#### Task instructions:
Look below for the line containing "Ok(WriteOutcome::Written(()))"; from there, print each line exactly up to and including the line containing "let mut acep", and stop.

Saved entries
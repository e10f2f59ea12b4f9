//! 密码管理：校验当前密码、修改密码

use super::models::*;
use super::UserManager;
use crate::error::{Result, UserError};
use tracing::{info, instrument, warn};

impl UserManager {
    /// 校验用户密码；用户不存在时返回 `NotFound` 错误
    #[instrument(skip(self, password))]
    pub async fn check_password(&self, id: &str, password: &str) -> Result<bool> {
        let user = self
            .store
            .find_by_id(id)
            .await?
            .ok_or_else(|| UserError::NotFound(id.to_string()))?;
        Ok(self.hasher.matches(password, &user.password_hash).await?)
    }

    /// 修改用户密码；先确认用户存在，再计算哈希
    #[instrument(skip(self, password))]
    pub async fn change_password(&self, id: &str, password: &str) -> Result<WriteOutcome<()>> {
        if self.store.find_by_id(id).await?.is_none() {
            return Ok(WriteOutcome::NotFound);
        }

        Self::validate_password(password)?;
        let password_hash = self.hasher.hash(password).await?;

        let patch = UserPatch {
            password_hash: Some(password_hash),
            ..Default::default()
        };
        match self.store.update_fields(id, patch).await {
            Ok(_) => {
                info!(user_id = %id, "password changed");
                Ok(WriteOutcome::Written(()))
            }
            Err(e) => {
                warn!(user_id = %id, error = %e, "change password failed");
                Ok(WriteOutcome::Failed)
            }
        }
    }
}

#[cfg(test)]
mod tests {
    use super::*;
    use crate::store::{CredentialStore, MemoryStore};
    use crate::user::testing::{user, CountingHasher};
    use std::sync::Arc;

    async fn setup() -> (UserManager, Arc<CountingHasher>) {
        let store = Arc::new(MemoryStore::new());
        let mut acep = user("4", "Acep", "acep@test.com");
        acep.password_hash = "plain:lama123".into();
        store.insert(acep).await.unwrap();
        let hasher = Arc::new(CountingHasher::default());
        (UserManager::new(store, hasher.clone()), hasher)
    }

    #[tokio::test]
    async fn change_password_for_missing_user_skips_hashing() {
        let (manager, hasher) = setup().await;
        let outcome = manager.change_password("missing", "baru1234").await.unwrap();
        assert_eq!(outcome, WriteOutcome::NotFound);
        assert_eq!(hasher.hash_calls(), 0);
    }

    #[tokio::test]
    async fn change_password_then_check() {
        let (manager, hasher) = setup().await;
        let outcome = manager.change_password("4", "baru1234").await.unwrap();
        assert!(outcome.is_written());
        assert_eq!(hasher.hash_calls(), 1);
        assert!(manager.check_password("4", "baru1234").await.unwrap());
        assert!(!manager.check_password("4", "lama123").await.unwrap());
    }

    #[tokio::test]
    async fn check_password_for_missing_user_is_an_error() {
        let (manager, _) = setup().await;
        let err = manager.check_password("missing", "x").await.unwrap_err();
        assert!(matches!(err, UserError::NotFound(_)));
    }

    #[tokio::test]
    async fn change_password_rejects_short_password() {
        let (manager, hasher) = setup().await;
        let err = manager.change_password("4", "123").await.unwrap_err();
        assert!(matches!(err, UserError::Validation(_)));
        assert_eq!(hasher.hash_calls(), 0);
    }
}
//! Credential storage: the persisted user collection behind a trait, with an
//! in-memory backend and a JSON-file backend.

mod file;
mod memory;

pub use file::FileStore;
pub use memory::MemoryStore;

use crate::error::StoreError;
use crate::user::{ListQuery, SearchSpec, SortSpec, User, UserPatch};
use async_trait::async_trait;

/// Filter applied before counting and paging.
#[derive(Debug, Clone, Default, PartialEq, Eq)]
pub struct UserFilter {
    pub search: Option<SearchSpec>,
}

impl UserFilter {
    pub fn matches(&self, user: &User) -> bool {
        self.search.as_ref().map_or(true, |s| s.matches(user))
    }
}

impl From<&ListQuery> for UserFilter {
    fn from(query: &ListQuery) -> Self {
        Self {
            search: query.search.clone(),
        }
    }
}

/// The persisted user collection.
///
/// Emails are unique: `insert` and `update_fields` fail with
/// [`StoreError::Duplicate`] when another record already owns the email.
#[async_trait]
pub trait CredentialStore: Send + Sync + 'static {
    async fn find_by_email(&self, email: &str) -> Result<Option<User>, StoreError>;

    async fn find_by_id(&self, id: &str) -> Result<Option<User>, StoreError>;

    async fn insert(&self, user: User) -> Result<User, StoreError>;

    async fn update_fields(&self, id: &str, patch: UserPatch) -> Result<User, StoreError>;

    async fn delete_by_id(&self, id: &str) -> Result<(), StoreError>;

    async fn count_matching(&self, filter: &UserFilter) -> Result<u64, StoreError>;

    async fn find_matching(
        &self,
        filter: &UserFilter,
        sort: &SortSpec,
        skip: u64,
        limit: u64,
    ) -> Result<Vec<User>, StoreError>;
}

/// Filter, sort and slice an in-process snapshot of the collection.
pub(crate) fn select_page(
    users: impl IntoIterator<Item = User>,
    filter: &UserFilter,
    sort: &SortSpec,
    skip: u64,
    limit: u64,
) -> Vec<User> {
    let mut matched: Vec<User> = users.into_iter().filter(|u| filter.matches(u)).collect();
    matched.sort_by(|a, b| sort.compare(a, b));
    matched
        .into_iter()
        .skip(usize::try_from(skip).unwrap_or(usize::MAX))
        .take(usize::try_from(limit).unwrap_or(usize::MAX))
        .collect()
}
use reqwest::header::{HeaderMap, AUTHORIZATION};
use serde_json::{json, Value};
use tracing::debug;

/// Build an HTTP client with optional Bearer token default header.
pub fn build_client(token: &Option<String>) -> anyhow::Result<reqwest::Client> {
    let mut builder = reqwest::Client::builder();
    if let Some(tok) = token {
        let mut headers = HeaderMap::new();
        headers.insert(AUTHORIZATION, format!("Bearer {}", tok).parse()?);
        builder = builder.default_headers(headers);
    }
    Ok(builder.build()?)
}

/// Normalize non-2xx responses into errors while returning the response on success.
///
/// The API answers errors with `{code, message}`; both are folded into the error text.
pub async fn handle_error(resp: reqwest::Response) -> anyhow::Result<reqwest::Response> {
    debug!(url = %resp.url(), status = %resp.status(), "api response");
    if resp.status().is_success() {
        return Ok(resp);
    }
    let status = resp.status();
    let body: Value = resp
        .json()
        .await
        .unwrap_or_else(|_| json!({"message": "unknown error"}));
    let text = describe_error(status, &body);
    debug!(body = %body, "api error body");
    Err(anyhow::anyhow!(text))
}

fn describe_error(status: reqwest::StatusCode, body: &Value) -> String {
    let message = body
        .get("message")
        .and_then(Value::as_str)
        .unwrap_or("unknown error");
    match body.get("code").and_then(Value::as_str) {
        Some(code) => format!("request failed {} [{}]: {}", status, code, message),
        None => format!("request failed {}: {}", status, message),
    }
}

#### Answer to this problem:
                Ok(WriteOutcome::Written(()))
            }
            Err(e) => {
                warn!(user_id = %id, error = %e, "change password failed");
                Ok(WriteOutcome::Failed)
            }
        }
    }
}

#[cfg(test)]
mod tests {
    use super::*;
    use crate::store::{CredentialStore, MemoryStore};
    use crate::user::testing::{user, CountingHasher};
    use std::sync::Arc;

    async fn setup() -> (UserManager, Arc<CountingHasher>) {
        let store = Arc::new(MemoryStore::new());
        let mut acep = user("4", "Acep", "acep@test.com");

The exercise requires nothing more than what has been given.